Com um discurso inflamado, repleto de críticas ao governo Michel Temer, aos protestos dos quais foi alvo nos últimos dias e com fortes componentes eleitorais, o ex-presidente Luiz Inácio Lula da Silva (PT) concluiu a caravana pelo Rio Grande do Sul com um ato público na noite desta sexta-feira (23) em São Leopoldo, no Vale do Sinos.
Recebido aos gritos de "Lula, guerreiro do povo brasileiro" e acompanhado da ex-presidente Dilma Rousseff, Lula falou por 30 minutos, a uma multidão que ocupava um quarteirão em frente ao ginásio municipal da cidade. Ao citar os protestos violentos dos quais foi alvo em Bagé e Passo Fundo, pediu que a militância não reagisse, mas fez uma provocação.

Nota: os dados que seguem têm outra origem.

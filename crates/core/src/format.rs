//! Display formatting for monetary amounts and percentages.
//!
//! Both formatters are total: missing or non-numeric input renders as a
//! fixed zero string instead of failing.

/// Rendered for missing, NaN or infinite amounts.
pub const ZERO_CURRENCY: &str = "$0.00";

/// Rendered for missing or NaN percentages.
pub const ZERO_PERCENTAGE: &str = "0.00%";

/// Format an amount as US dollars with thousands separators: `"$1,234.50"`.
///
/// Negative amounts render as `"-$1,234.50"`.
pub fn format_currency(amount: Option<f64>) -> String {
    let amount = match amount {
        Some(a) if a.is_finite() => a,
        _ => return ZERO_CURRENCY.to_string(),
    };

    let cents = (amount.abs() * 100.0).round() as u64;
    let whole = group_thousands(cents / 100);
    let sign = if amount < 0.0 && cents > 0 { "-" } else { "" };
    format!("{sign}${whole}.{:02}", cents % 100)
}

/// Format a percentage with two decimals and an explicit sign for
/// non-negative values: `"+3.00%"`, `"-2.50%"`.
pub fn format_percentage(value: Option<f64>) -> String {
    let value = match value {
        Some(v) if !v.is_nan() => v,
        _ => return ZERO_PERCENTAGE.to_string(),
    };

    if value >= 0.0 {
        // -0.0 compares equal to 0.0; add 0.0 to drop the sign bit before formatting.
        format!("+{:.2}%", value + 0.0)
    } else {
        format!("{value:.2}%")
    }
}

fn group_thousands(n: u64) -> String {
    let digits = n.to_string();
    let mut out = String::with_capacity(digits.len() + digits.len() / 3);
    for (i, ch) in digits.chars().enumerate() {
        if i > 0 && (digits.len() - i) % 3 == 0 {
            out.push(',');
        }
        out.push(ch);
    }
    out
}
use async_trait::async_trait;
use chrono::NaiveDate;
use reqwest::Client;
use serde::Deserialize;
use std::collections::HashMap;
use std::time::Duration;
use tracing::warn;

use crate::errors::CoreError;
use crate::models::holding::Quote;
use crate::models::series::{latest_window, DailyBar, SeriesSize};
use crate::models::settings::DEFAULT_ALPHAVANTAGE_URL;
use super::traits::QuoteSource;

const PROVIDER: &str = "Alpha Vantage";

/// Alpha Vantage API quote source for stock/equity quotes.
///
/// - **Free tier**: 25 requests/day (across ALL endpoints).
/// - **Requires**: API key; the public `demo` key only serves a few symbols.
/// - **Quota signalling**: an exhausted quota or demo-key restriction comes
///   back as HTTP 200 with an `Information` (or `Note`) field instead of data.
pub struct AlphaVantageQuoteSource {
    client: Client,
    api_key: String,
    base_url: String,
}

impl AlphaVantageQuoteSource {
    pub fn new(api_key: String) -> Self {
        Self::with_base_url(api_key, DEFAULT_ALPHAVANTAGE_URL, Duration::from_secs(10))
    }

    /// Point the source at another endpoint (proxies, test servers).
    pub fn with_base_url(api_key: String, base_url: impl Into<String>, timeout: Duration) -> Self {
        Self {
            client: Client::builder()
                .timeout(timeout)
                .build()
                .unwrap_or_else(|e| {
                    warn!(error = %e, "HTTP client setup failed, using defaults without timeout");
                    Client::new()
                }),
            api_key,
            base_url: base_url.into(),
        }
    }

    fn api_error(message: String) -> CoreError {
        CoreError::Api {
            provider: PROVIDER.into(),
            message,
        }
    }
}

// ── Alpha Vantage API response types ────────────────────────────────

#[derive(Deserialize)]
struct GlobalQuoteResponse {
    #[serde(rename = "Global Quote")]
    global_quote: Option<GlobalQuote>,
    #[serde(rename = "Information")]
    information: Option<String>,
    #[serde(rename = "Note")]
    note: Option<String>,
    #[serde(rename = "Error Message")]
    error_message: Option<String>,
}

#[derive(Deserialize)]
struct GlobalQuote {
    #[serde(rename = "01. symbol")]
    symbol: Option<String>,
    #[serde(rename = "05. price")]
    price: Option<String>,
    #[serde(rename = "06. volume")]
    volume: Option<String>,
    #[serde(rename = "07. latest trading day")]
    latest_trading_day: Option<String>,
    #[serde(rename = "09. change")]
    change: Option<String>,
    #[serde(rename = "10. change percent")]
    change_percent: Option<String>,
}

#[derive(Deserialize)]
struct TimeSeriesResponse {
    #[serde(rename = "Time Series (Daily)")]
    time_series: Option<HashMap<String, DailyData>>,
    #[serde(rename = "Information")]
    information: Option<String>,
    #[serde(rename = "Note")]
    note: Option<String>,
    #[serde(rename = "Error Message")]
    error_message: Option<String>,
}

#[derive(Deserialize)]
struct DailyData {
    #[serde(rename = "4. close")]
    close: String,
    #[serde(rename = "5. volume")]
    volume: String,
}

/// Map the quota/diagnostic fields Alpha Vantage returns in place of data.
fn check_diagnostics(
    symbol: &str,
    information: Option<String>,
    note: Option<String>,
    error_message: Option<String>,
) -> Result<(), CoreError> {
    if let Some(message) = information.or(note) {
        return Err(CoreError::RateLimited {
            provider: PROVIDER.into(),
            message,
        });
    }
    if let Some(message) = error_message {
        return Err(AlphaVantageQuoteSource::api_error(format!(
            "Upstream rejected request for {symbol}: {message}"
        )));
    }
    Ok(())
}

fn parse_field<T: std::str::FromStr>(
    symbol: &str,
    field: &str,
    value: Option<&str>,
) -> Result<T, CoreError>
where
    T::Err: std::fmt::Display,
{
    let raw = value.ok_or_else(|| {
        AlphaVantageQuoteSource::api_error(format!("Missing {field} in quote for {symbol}"))
    })?;
    raw.trim().parse().map_err(|e| {
        AlphaVantageQuoteSource::api_error(format!("Invalid {field} '{raw}' for {symbol}: {e}"))
    })
}

#[async_trait]
impl QuoteSource for AlphaVantageQuoteSource {
    fn name(&self) -> &str {
        PROVIDER
    }

    async fn get_quote(&self, symbol: &str) -> Result<Quote, CoreError> {
        let upper = symbol.to_uppercase();
        let resp: GlobalQuoteResponse = self
            .client
            .get(&self.base_url)
            .query(&[
                ("function", "GLOBAL_QUOTE"),
                ("symbol", upper.as_str()),
                ("apikey", self.api_key.as_str()),
            ])
            .send()
            .await?
            .error_for_status()?
            .json()
            .await
            .map_err(|e| Self::api_error(format!("Failed to parse quote for {upper}: {e}")))?;

        check_diagnostics(&upper, resp.information, resp.note, resp.error_message)?;

        let quote = resp
            .global_quote
            .ok_or_else(|| Self::api_error(format!("Invalid response from API for symbol {upper}")))?;

        let price: f64 = parse_field(&upper, "price", quote.price.as_deref())?;
        if !price.is_finite() || price < 0.0 {
            return Err(Self::api_error(format!(
                "Invalid price returned for {upper}: {price} (must be finite and non-negative)"
            )));
        }
        let change: f64 = parse_field(&upper, "change", quote.change.as_deref())?;
        let volume: u64 = parse_field(&upper, "volume", quote.volume.as_deref())?;
        let change_percent = quote
            .change_percent
            .ok_or_else(|| Self::api_error(format!("Missing change percent in quote for {upper}")))?
            .trim()
            .trim_end_matches('%')
            .to_string();
        let last_updated = quote
            .latest_trading_day
            .ok_or_else(|| Self::api_error(format!("Missing trading day in quote for {upper}")))?;

        Ok(Quote::new(
            quote.symbol.unwrap_or(upper),
            price,
            change,
            change_percent,
            volume,
            last_updated,
        ))
    }

    async fn get_daily_series(
        &self,
        symbol: &str,
        size: SeriesSize,
    ) -> Result<Vec<DailyBar>, CoreError> {
        let upper = symbol.to_uppercase();
        let resp: TimeSeriesResponse = self
            .client
            .get(&self.base_url)
            .query(&[
                ("function", "TIME_SERIES_DAILY"),
                ("symbol", upper.as_str()),
                ("outputsize", size.as_str()),
                ("apikey", self.api_key.as_str()),
            ])
            .send()
            .await?
            .error_for_status()?
            .json()
            .await
            .map_err(|e| Self::api_error(format!("Failed to parse time series for {upper}: {e}")))?;

        check_diagnostics(&upper, resp.information, resp.note, resp.error_message)?;

        let time_series = resp
            .time_series
            .ok_or_else(|| Self::api_error(format!("No time series data for {upper}")))?;

        let bars = time_series
            .iter()
            .map(|(date_str, data)| {
                let date = NaiveDate::parse_from_str(date_str, "%Y-%m-%d").map_err(|e| {
                    Self::api_error(format!("Invalid date '{date_str}' for {upper}: {e}"))
                })?;
                Ok(DailyBar {
                    date,
                    close: parse_field(&upper, "close", Some(data.close.as_str()))?,
                    volume: parse_field(&upper, "volume", Some(data.volume.as_str()))?,
                })
            })
            .collect::<Result<Vec<_>, CoreError>>()?;

        Ok(latest_window(bars))
    }
}
use crate::metrics;
use crate::models::analytics::{
    Benchmark, BenchmarkComparison, MetricComparison, PerformanceMetrics, Recommendation,
    RecommendationKind, RiskReport, Sector,
};
use crate::models::holding::Holding;

/// Positions above this share of the portfolio are flagged for rebalancing.
pub const OVERWEIGHT_THRESHOLD_PCT: f64 = 30.0;

/// Rule-based portfolio analytics: sector risk, recommendations, and
/// comparison against market benchmarks.
///
/// Stateless apart from the sector map; all inputs come from the caller.
pub struct AnalyticsService {
    sectors: Vec<Sector>,
}

impl AnalyticsService {
    pub fn new(sectors: Vec<Sector>) -> Self {
        Self { sectors }
    }

    /// Total value and per-sector allocation of `holdings`.
    pub fn risk_report(&self, holdings: &[Holding]) -> RiskReport {
        RiskReport {
            total_value: metrics::compute_total_value(holdings),
            sector_allocation: metrics::compute_sector_allocation(holdings, &self.sectors),
        }
    }

    /// Suggestions for the current holdings.
    ///
    /// One warning per position above `OVERWEIGHT_THRESHOLD_PCT`, in holding
    /// order, followed by the two standing suggestions.
    pub fn recommendations(&self, holdings: &[Holding]) -> Vec<Recommendation> {
        let total_value = metrics::compute_total_value(holdings);

        let mut recommendations: Vec<Recommendation> = holdings
            .iter()
            .filter_map(|h| {
                let allocation = metrics::position_allocation_pct(h, total_value);
                (allocation > OVERWEIGHT_THRESHOLD_PCT).then(|| Recommendation {
                    kind: RecommendationKind::Warning,
                    title: "Overweight Position".into(),
                    description: format!(
                        "{} represents {allocation:.1}% of your portfolio. Consider rebalancing.",
                        h.symbol
                    ),
                    action: "Rebalance".into(),
                })
            })
            .collect();

        recommendations.push(Recommendation {
            kind: RecommendationKind::Success,
            title: "Diversification Opportunity".into(),
            description: "Consider adding international exposure or bonds to reduce risk.".into(),
            action: "Explore".into(),
        });
        recommendations.push(Recommendation {
            kind: RecommendationKind::Info,
            title: "Dollar-Cost Averaging".into(),
            description: "Set up automatic monthly investments to reduce timing risk.".into(),
            action: "Set Up".into(),
        });

        recommendations
    }

    /// Reference indices: annual return %, volatility %, Sharpe ratio.
    pub fn benchmarks() -> Vec<Benchmark> {
        [
            ("S&P 500", 12.5, 15.2, 0.82),
            ("NASDAQ", 15.8, 18.7, 0.85),
            ("Dow Jones", 10.2, 12.8, 0.80),
        ]
        .into_iter()
        .map(|(name, annual_return, risk, sharpe)| Benchmark {
            name: name.to_string(),
            metrics: PerformanceMetrics {
                annual_return,
                risk,
                sharpe,
            },
        })
        .collect()
    }

    pub fn find_benchmark(name: &str) -> Option<Benchmark> {
        Self::benchmarks()
            .into_iter()
            .find(|b| b.name.eq_ignore_ascii_case(name))
    }

    /// Portfolio metrics used for comparison until they are derived from history.
    pub fn default_user_metrics() -> PerformanceMetrics {
        PerformanceMetrics {
            annual_return: 14.2,
            risk: 16.5,
            sharpe: 0.86,
        }
    }

    /// Row-by-row comparison. Higher return, lower risk and higher Sharpe are favorable.
    pub fn compare_to_benchmark(user: &PerformanceMetrics, benchmark: &Benchmark) -> BenchmarkComparison {
        let b = &benchmark.metrics;
        BenchmarkComparison {
            benchmark: benchmark.name.clone(),
            rows: vec![
                MetricComparison {
                    label: "Annual Return".into(),
                    user_value: format!("{}%", user.annual_return),
                    benchmark_value: format!("{}%", b.annual_return),
                    is_favorable: user.annual_return > b.annual_return,
                },
                MetricComparison {
                    label: "Risk (Volatility)".into(),
                    user_value: format!("{}%", user.risk),
                    benchmark_value: format!("{}%", b.risk),
                    is_favorable: user.risk < b.risk,
                },
                MetricComparison {
                    label: "Sharpe Ratio".into(),
                    user_value: format!("{:.2}", user.sharpe),
                    benchmark_value: format!("{:.2}", b.sharpe),
                    is_favorable: user.sharpe > b.sharpe,
                },
            ],
        }
    }
}

impl Default for AnalyticsService {
    fn default() -> Self {
        Self::new(crate::models::settings::Settings::default().sectors)
    }
}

— A gente não vai ser ignorante com eles. Não vamos ficar xingando ninguém, cercando ninguém. Eles são cabos eleitorais de um candidato — afirmou, em alusão ao deputado Jair Bolsonaro (PSL-RJ).
Em seguida, complementou:
— Se eles acham que isso me assusta, quero dizer que, se eu for candidato, eles vão me ver muitas vezes aqui no Rio Grande do Sul, porque quero ganhar as eleições aqui nesse Estado.
Na maior parte do pronunciamento, Lula repetiu o teor de seus discursos sobre a condenação a 12 anos e um mês de prisão no processo do tríplex do Guarujá. Salientando que apresentou provas de sua inocência, garantiu à multidão não vai ser preso por não ter cometido "nenhum crime".
Sem citar em nenhum momento o julgamento dos embargos de declaração, marcado para segunda-feira (26), no Tribunal Regional Federal da 4ª Região (TRF4), em Porto Alegre, e tampouco o habeas corpus pedido ao Supremo Tribunal Federal (STF), repetiu que é alvo de uma acusação caluniosa.
— Eu não vou ser preso, porque não cometi nenhum crime. Inventaram um apartamento meu na praia do Guarujá que eles sabem que não é meu. Eu levei 73 testemunhas que disseram que o apartamento não é meu — desabafou.
Embora tenha dito que a caravana não tem caráter eleitoral, voltou a prometer a federalização do Ensino Médio, citou realizações de seus governos, como a política do salário mínimo, e programas sociais, como o Minha Casa Minha Vida.
Lula disse que sabia que o Rio Grande do Sul estava tomado por um "conservadorismo muito grande", mas que preferiu visitar cidades de menor população, onde "tem mais cavalo, vaca e boi do que gente". E voltou a provocar os ruralistas:
— Tem cavalo que é tratado a base de aveia e maçã, enquanto um filho de trabalhador passa um mês sem comer uma maçã — disse.
Lula chegou a São Leopoldo às 20h40min, após viagem em avião fretado desde Chapecó (SC). No planejamento inicial, o voo seria de Passo Fundo até Porto Alegre, com o restante do percurso feito de carro.
No entanto, o bloqueio feito por ruralistas na RS-324 impediu o ex-presidente de entrar em Passo Fundo, cancelando o ato que seria realizado no município. Lula então seguiu de ônibus de Pontão até Santa Catarina, de onde voou até a Capital.
Para alguns dirigentes petistas, Lula deveria ter evitado a passagem por Passo Fundo. Na avaliação dessas lideranças, o ex-presidente elevou demais a tensão ao chamar os ruralistas de "caloteiros" durante ato em Santa Maria.
— O presidente acabou atiçando ainda mais os fazendeiros — disse um parlamentar.
Desde o final da tarde a militância petista já se reunia em frente ao Ginásio Municipal de São Leopoldo. Artistas locais, o prefeito Ary Vanazzi (PT) e parlamentares do partido se revezaram ao microfone, quase todos classificando os adversários políticos de "fascistas".
— Estejamos atentos: nesse momento está sendo mudado o padrão da luta de classes nesse pais. Eles não mais hesitarão em usar a luta física contra nós. Eles querem o fascismo — disse o ex-governador Tarso Genro.
A 700 metros dali, os manifestantes anti-PT se concentraram às margens da BR-116, na entrada da cidade. Com bonecos infláveis do petista vestido de presidiário e faixas com os dizeres "Lula ladrão", eles protestavam contra presença do ex-presidente. O Batalhão de Choque da Brigada Militar fez um cordão de isolamento e atravessou um caminhão na pista, evitando conflito entre os grupos antagonistas.
Pouco antes, enquanto o ex-governador Olívio Dutra discursava, integrantes do Movimento Brasil Livre (MBL), se aproximaram do carro de som com um megafone, xingado e provocando os petistas. A BM interveio e ordenou aos manifestantes anti-PT que se deixassem o local.